If you’ve ever looked at your mom, dad or partner during a difficult situation and noticed inconsistencies in their reactions, it’s not your imagination. Men and women may experience stress differently and respond to different stress triggers. According to the American Psychological Association (APA), women have more physical and emotional responses to stress than men. While these stress reactions play an obvious emotional role, they could also impact diet, exercise and weight.
“When we are stressed, that will affect appetite, which will affect eating behaviors,” says psychologist Marni Amsellem, PhD. “Sometimes, the response is to eat more or drink more. And sometimes, the stress can actually reduce appetites.”
According to the APA’s most recent Stress in America report, 45 percent of women and 39 percent of men said they gained unwanted weight during the pandemic. At the same time, 20 percent of men and 17 percent of women said they unintentionally lost weight during the pandemic.
“The things we put into our mouth can seriously affect how we feel emotionally on a day-to-day basis or even minute-to-minute,” says Mike Fitch, a certified personal trainer and fitness educator. “We might want to reach for the comfort food when life is getting hectic, but the truth is that those foods may lead to systemic inflammation or blood-sugar imbalances that can only add to our feelings of anxiety and stress. Sticking with clean foods that are minimally processed and well-sourced can give us a serious emotional boost.”
Some people eat as a reaction to challenging circumstances, sometimes without realizing they’re responding to an anxiety-producing situation. Often, the situation itself has nothing to do with food, particularly during the pandemic.
“So many more women were leaving the workforce [and] experiencing more stress in response to that division of labor at home, maybe feeling like it was falling more on them,” says Amsellem. “If you already had a plan for child care or education — like your kids were in school — taking care of them and teaching them had not been part of your job description; it was kind of thrust upon you.”
High-stress situations like these could make females more likely to turn to food for comfort or, on the flip side, cause their appetite to drop with so many other things on their mind.
While we often see women portrayed as emotional eaters on TV and in the movies, with characters stereotypically digging into a pint of ice cream to soothe their feelings after getting dumped, this behavior doesn’t solely affect women.
“Men can be emotional eaters, as well,” says Amsellem. “It’s really a learned association where we say, OK, this is how I comfort myself,’ or, ‘This is what I do when I’m bored.’ Whatever the emotional trigger is, the response might be to reach for your favorite comfort food.”
Women often find themselves in caregiving roles, whether they’re looking after their children, parents or partners. Men may also be caregivers, but two out of three family caregivers in the U.S. are women. Many people who care for others put their own needs last, which may increase stress levels. Taking time for yourself and doing activities that you enjoy and find relaxing may help.
“A good recommendation for everyone, but particularly those who have a ton on their plate and they’re taking care of others, is to find time, even if it’s well-disguised, as for time for yourself,” Amsellem recommends.

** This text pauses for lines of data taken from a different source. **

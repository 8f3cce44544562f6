use std::sync::Arc;
use tracing::{error, info};

use crate::config::{Config, Secrets};
use crate::error::RunError;
use crate::scrapers::{build_scrapers, ListingScraper};
use crate::sheets::Sink;
use crate::utils::http::Fetcher;

#[derive(Debug, Clone, PartialEq, Eq)]
pub struct SourceReport {
    pub source: String,
    pub tab: String,
    pub scraped: usize,
    pub published: usize,
}

#[derive(Debug, Default)]
pub struct RunSummary {
    pub sources: Vec<SourceReport>,
}

impl RunSummary {
    pub fn scraped(&self) -> usize {
        self.sources.iter().map(|s| s.scraped).sum()
    }

    pub fn published(&self) -> usize {
        self.sources.iter().map(|s| s.published).sum()
    }
}

/// Runs every source once: fetch, extract, then a single overwrite of the
/// source's tab. Nothing is kept between runs.
pub struct Orchestrator {
    config: Arc<Config>,
    scrapers: Vec<Box<dyn ListingScraper>>,
    fetcher: Arc<dyn Fetcher>,
    sink: Arc<dyn Sink>,
}

impl Orchestrator {
    pub fn new(
        config: Arc<Config>,
        scrapers: Vec<Box<dyn ListingScraper>>,
        fetcher: Arc<dyn Fetcher>,
        sink: Arc<dyn Sink>,
    ) -> Self {
        Self {
            config,
            scrapers,
            fetcher,
            sink,
        }
    }

    pub async fn run(&self) -> Result<RunSummary, RunError> {
        let mut summary = RunSummary::default();
        let result = self.run_sources(&mut summary).await;

        info!(
            scraped = summary.scraped(),
            published = summary.published(),
            "Total listings scraped: {}, published: {}",
            summary.scraped(),
            summary.published()
        );

        result.map(|_| summary)
    }

    async fn run_sources(&self, summary: &mut RunSummary) -> Result<(), RunError> {
        for scraper in &self.scrapers {
            let source = scraper.source();
            info!("Processing source: {}", source.name.to_uppercase());

            let rows = scraper
                .scrape(self.fetcher.as_ref())
                .await
                .map_err(|error| RunError::Fetch {
                    source_name: source.name.clone(),
                    error,
                })?;
            info!("Total {} listings scraped: {}", source.name, rows.len());

            let mut report = SourceReport {
                source: source.name.clone(),
                tab: source.tab.clone(),
                scraped: rows.len(),
                published: 0,
            };

            let target = self.config.sheet_target(source);
            match self.sink.publish(&source.header(), &rows, &target).await {
                Ok(published) => {
                    info!("{} listings updated.", source.name);
                    report.published = published;
                    summary.sources.push(report);
                }
                Err(error) => {
                    summary.sources.push(report);
                    return Err(RunError::Sink {
                        source_name: source.name.clone(),
                        error,
                    });
                }
            }
        }

        Ok(())
    }
}

/// Validates credentials, then runs every configured source. Nothing touches
/// the network when a credential is missing.
pub async fn execute<E, B>(
    config: Arc<Config>,
    env: E,
    fetcher: Arc<dyn Fetcher>,
    connect_sink: B,
) -> Result<RunSummary, RunError>
where
    E: Fn(&str) -> Option<String>,
    B: FnOnce(&Secrets) -> Arc<dyn Sink>,
{
    let secrets = Secrets::from_env(&config, env).map_err(|e| {
        error!("Configuration error: {}", e);
        e
    })?;
    let scrapers = build_scrapers(&config, &secrets)?;
    let sink = connect_sink(&secrets);

    Orchestrator::new(config, scrapers, fetcher, sink).run().await
}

Even if you don’t have much time, a few minutes here and there for a walk, a meditation or a healthy meal may help you stay in a better frame of mind. Doing so could decrease your desire to skimp on exercise, reach for junk food or adopt unhealthy screen-time habits that may encourage more stress.
“Making small changes in the places you spend the majority of your day can result in big rewards,” says Fitch. “That could mean figuring out creative ways to switch up your work environment or listening to podcasts while on your commute, versus just focusing on traffic. You may find it helpful to create nightly routines that allow you to wind down for bed gradually before actually going to sleep. Those may include turning off electronics and dimming the lights an hour before bedtime or reading a book instead of checking your socials until you fall asleep.”
Whether you’re male or female, practicing mindfulness may help you lower your stress levels and better focus on your diet or exercise habits and goals. Recognizing what you’re actually doing and how that differs from what you’d like to be doing may keep you from eating in response to emotional stimuli.
“The first practice is awareness,” says Fitch. “When you begin to feel stressed, are you able to link it to anything specific? Keeping a log or journal and looking for repetitive patterns and triggers can be the first step in deconstructing your stressful day.”
Being kind and understanding toward yourself may also help.
“We can be our own worst enemies,” says Amsellem. “That only raises stress. So [try] being a lot more compassionate to yourself and more mindful of your decisions in the moment.”
Both men and women can benefit from exercising regularly. Physical activity has been research-proven to lower stress levels and increase mood. Just be sure to watch the intensity, says Fitch. During high-stress situations, pushing yourself to the physical limit may do more harm than good.
“It’s important to remember that exercise is also a stress,” says Fitch. “An already stressed person may not get the most benefit from going out for sprints or taking a HIIT class. Instead, they may want to think about taking a long walk with a friend or playing a sport or activity that they really enjoy.”